§ THE TASK
Each line in the entries below that contains the word "classes" counts once. Report how many there are and nothing more.

§ RECORD EXCERPTS
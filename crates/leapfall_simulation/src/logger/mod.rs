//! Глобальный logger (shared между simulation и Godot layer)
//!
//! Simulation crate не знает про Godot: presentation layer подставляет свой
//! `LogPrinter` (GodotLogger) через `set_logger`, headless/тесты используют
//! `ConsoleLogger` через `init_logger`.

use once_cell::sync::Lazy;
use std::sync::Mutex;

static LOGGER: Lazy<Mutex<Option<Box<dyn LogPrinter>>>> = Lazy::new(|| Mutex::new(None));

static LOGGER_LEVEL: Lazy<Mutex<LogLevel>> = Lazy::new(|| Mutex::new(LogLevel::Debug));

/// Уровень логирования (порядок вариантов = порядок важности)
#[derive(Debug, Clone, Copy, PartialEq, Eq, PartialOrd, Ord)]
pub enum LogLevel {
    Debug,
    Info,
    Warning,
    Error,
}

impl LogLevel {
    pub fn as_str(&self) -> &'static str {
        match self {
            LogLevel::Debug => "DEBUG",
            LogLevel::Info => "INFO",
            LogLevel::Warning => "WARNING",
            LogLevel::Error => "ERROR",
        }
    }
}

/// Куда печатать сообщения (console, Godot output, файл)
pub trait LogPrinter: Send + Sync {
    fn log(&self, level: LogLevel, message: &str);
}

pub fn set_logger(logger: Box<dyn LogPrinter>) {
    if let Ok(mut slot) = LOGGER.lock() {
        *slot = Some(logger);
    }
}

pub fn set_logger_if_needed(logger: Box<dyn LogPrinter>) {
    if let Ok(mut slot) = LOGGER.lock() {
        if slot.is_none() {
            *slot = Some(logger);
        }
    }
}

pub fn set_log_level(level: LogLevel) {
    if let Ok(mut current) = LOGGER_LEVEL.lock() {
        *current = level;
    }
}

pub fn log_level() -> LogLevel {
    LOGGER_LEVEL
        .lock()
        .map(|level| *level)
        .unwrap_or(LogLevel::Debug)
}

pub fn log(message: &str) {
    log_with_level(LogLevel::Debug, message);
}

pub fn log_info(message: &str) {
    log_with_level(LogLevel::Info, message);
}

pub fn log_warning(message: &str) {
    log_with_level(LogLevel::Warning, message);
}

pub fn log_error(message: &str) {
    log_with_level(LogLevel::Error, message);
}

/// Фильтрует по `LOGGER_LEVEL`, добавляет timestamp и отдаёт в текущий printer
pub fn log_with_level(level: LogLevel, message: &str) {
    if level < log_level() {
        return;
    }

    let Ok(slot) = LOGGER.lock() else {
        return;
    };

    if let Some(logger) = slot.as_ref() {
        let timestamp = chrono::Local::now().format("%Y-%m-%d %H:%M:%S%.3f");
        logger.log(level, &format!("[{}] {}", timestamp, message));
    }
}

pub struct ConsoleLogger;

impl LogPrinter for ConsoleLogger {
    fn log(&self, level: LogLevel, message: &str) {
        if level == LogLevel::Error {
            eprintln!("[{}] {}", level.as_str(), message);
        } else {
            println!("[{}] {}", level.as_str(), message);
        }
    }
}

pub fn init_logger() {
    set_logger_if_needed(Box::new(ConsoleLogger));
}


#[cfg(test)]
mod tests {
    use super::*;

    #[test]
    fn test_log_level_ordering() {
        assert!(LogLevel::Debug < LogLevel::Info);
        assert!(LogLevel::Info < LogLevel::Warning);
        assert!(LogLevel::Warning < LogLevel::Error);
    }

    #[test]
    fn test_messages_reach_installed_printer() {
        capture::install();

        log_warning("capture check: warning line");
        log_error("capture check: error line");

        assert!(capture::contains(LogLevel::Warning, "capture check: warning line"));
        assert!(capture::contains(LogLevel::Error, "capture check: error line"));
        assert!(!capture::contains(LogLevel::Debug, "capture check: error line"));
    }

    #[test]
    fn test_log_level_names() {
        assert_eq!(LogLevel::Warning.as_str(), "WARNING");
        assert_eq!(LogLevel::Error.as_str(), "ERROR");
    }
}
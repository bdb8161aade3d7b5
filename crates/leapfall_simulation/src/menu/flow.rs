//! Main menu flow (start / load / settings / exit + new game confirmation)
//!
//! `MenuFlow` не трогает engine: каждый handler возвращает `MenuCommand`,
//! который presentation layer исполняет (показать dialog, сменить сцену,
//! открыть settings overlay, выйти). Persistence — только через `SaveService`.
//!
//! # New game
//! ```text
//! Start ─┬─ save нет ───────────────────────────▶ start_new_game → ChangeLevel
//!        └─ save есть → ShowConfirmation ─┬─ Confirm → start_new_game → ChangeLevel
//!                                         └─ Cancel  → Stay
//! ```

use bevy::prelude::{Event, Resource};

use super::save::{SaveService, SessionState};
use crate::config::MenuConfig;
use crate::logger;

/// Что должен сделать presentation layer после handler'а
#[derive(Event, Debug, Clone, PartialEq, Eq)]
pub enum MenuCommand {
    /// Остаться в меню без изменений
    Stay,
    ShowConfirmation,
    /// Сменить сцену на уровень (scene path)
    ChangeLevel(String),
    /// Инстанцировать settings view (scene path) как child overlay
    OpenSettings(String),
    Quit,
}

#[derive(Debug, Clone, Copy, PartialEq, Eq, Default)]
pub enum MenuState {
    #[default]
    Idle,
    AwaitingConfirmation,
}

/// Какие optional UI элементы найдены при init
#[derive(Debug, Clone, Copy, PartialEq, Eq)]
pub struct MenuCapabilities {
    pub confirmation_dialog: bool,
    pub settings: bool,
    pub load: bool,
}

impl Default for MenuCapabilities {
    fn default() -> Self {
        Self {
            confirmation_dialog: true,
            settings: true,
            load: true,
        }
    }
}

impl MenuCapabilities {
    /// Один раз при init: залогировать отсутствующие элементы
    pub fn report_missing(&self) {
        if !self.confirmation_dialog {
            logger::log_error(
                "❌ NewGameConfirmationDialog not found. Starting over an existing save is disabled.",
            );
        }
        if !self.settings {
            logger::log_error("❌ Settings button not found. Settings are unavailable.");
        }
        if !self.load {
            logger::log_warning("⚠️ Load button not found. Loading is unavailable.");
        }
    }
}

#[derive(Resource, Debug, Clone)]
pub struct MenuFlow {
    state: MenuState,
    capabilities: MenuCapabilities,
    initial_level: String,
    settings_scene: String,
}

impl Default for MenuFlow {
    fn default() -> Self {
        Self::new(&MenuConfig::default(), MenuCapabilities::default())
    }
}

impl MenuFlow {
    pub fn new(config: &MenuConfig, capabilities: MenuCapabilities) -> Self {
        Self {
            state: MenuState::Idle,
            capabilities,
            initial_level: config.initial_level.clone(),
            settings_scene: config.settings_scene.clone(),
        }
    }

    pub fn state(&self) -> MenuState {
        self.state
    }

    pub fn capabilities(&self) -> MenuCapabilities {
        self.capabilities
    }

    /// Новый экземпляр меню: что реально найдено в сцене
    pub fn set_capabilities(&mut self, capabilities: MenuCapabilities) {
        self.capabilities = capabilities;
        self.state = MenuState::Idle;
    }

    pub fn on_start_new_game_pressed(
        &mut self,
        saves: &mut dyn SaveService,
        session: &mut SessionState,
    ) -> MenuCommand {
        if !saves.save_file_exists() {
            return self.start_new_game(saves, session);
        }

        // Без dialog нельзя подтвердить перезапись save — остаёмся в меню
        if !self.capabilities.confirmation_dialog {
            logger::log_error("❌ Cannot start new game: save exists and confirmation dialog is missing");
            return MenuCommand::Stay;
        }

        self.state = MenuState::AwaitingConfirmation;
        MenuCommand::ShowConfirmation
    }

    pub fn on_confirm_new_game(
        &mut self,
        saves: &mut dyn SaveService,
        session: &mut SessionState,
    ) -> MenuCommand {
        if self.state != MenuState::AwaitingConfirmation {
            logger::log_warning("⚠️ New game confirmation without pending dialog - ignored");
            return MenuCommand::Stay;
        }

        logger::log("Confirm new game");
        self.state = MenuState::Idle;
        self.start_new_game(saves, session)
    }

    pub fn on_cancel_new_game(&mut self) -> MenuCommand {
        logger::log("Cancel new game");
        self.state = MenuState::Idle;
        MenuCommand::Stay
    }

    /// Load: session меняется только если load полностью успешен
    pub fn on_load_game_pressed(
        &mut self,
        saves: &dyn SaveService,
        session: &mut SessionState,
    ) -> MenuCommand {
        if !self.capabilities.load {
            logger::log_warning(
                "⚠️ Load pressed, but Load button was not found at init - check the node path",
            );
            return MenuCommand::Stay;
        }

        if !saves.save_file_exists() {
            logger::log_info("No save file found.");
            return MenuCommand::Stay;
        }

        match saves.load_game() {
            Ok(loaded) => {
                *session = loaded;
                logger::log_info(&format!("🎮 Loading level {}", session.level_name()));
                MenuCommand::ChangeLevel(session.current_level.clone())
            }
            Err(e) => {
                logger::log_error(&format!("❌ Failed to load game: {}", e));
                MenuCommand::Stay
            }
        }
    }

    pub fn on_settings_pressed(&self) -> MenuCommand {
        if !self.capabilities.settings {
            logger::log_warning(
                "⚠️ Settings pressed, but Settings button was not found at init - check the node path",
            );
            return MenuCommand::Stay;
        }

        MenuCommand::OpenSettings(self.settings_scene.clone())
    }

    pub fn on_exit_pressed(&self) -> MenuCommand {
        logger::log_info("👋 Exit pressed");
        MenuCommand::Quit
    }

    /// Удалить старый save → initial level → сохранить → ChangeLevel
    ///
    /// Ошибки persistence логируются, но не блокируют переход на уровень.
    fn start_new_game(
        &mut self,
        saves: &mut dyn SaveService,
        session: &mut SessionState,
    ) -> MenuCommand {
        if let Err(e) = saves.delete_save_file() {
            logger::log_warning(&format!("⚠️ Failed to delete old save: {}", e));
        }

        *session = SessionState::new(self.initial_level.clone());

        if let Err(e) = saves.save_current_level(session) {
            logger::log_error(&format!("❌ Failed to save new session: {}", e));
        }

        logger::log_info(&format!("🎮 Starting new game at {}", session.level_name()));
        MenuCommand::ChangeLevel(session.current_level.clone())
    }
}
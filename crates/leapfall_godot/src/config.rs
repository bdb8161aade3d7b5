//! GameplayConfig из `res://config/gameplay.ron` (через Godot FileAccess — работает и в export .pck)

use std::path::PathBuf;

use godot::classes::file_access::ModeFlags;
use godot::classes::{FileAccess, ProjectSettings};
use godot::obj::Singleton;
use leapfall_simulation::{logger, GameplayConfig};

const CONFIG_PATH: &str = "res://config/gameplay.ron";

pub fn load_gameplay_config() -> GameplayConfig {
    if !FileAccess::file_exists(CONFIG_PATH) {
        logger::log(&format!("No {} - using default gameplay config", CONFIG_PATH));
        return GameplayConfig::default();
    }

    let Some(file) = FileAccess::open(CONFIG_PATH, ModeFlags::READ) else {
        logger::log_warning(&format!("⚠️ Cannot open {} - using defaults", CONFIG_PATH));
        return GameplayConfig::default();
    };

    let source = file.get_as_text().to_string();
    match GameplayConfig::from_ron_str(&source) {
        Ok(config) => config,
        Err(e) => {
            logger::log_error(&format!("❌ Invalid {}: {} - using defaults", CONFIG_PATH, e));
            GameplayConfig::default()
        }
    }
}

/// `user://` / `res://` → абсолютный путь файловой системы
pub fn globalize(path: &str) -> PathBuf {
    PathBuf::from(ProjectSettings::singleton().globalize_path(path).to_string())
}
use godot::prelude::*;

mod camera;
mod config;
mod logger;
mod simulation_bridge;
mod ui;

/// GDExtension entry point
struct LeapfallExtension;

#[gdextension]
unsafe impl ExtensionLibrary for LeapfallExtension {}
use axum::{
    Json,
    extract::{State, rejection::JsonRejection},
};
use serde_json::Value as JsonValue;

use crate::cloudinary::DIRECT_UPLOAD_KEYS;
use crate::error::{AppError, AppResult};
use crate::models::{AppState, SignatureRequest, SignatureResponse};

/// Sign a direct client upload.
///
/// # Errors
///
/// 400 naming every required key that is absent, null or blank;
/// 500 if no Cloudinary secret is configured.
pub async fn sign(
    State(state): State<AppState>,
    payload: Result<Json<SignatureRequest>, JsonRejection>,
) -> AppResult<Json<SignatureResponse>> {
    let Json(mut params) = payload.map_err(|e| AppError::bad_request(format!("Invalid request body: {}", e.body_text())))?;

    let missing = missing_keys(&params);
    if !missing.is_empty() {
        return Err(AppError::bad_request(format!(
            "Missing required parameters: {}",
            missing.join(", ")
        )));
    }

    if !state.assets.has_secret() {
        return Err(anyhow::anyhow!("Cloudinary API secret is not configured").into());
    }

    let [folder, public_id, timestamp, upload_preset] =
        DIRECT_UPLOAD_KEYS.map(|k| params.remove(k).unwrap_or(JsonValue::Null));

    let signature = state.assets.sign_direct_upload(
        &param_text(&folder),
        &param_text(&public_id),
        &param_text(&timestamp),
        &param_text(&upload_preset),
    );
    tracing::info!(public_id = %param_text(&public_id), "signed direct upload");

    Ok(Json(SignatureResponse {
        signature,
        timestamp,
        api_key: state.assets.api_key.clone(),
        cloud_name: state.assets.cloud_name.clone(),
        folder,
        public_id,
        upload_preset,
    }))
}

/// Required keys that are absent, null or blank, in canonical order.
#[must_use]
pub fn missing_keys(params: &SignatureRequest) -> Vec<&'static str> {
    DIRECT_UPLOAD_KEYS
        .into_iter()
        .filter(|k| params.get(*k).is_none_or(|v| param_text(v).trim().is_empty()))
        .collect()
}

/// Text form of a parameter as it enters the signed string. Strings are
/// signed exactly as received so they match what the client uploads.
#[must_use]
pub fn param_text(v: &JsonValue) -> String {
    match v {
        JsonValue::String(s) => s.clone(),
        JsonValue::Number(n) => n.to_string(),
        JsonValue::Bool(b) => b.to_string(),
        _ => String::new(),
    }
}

§ ANSWER
2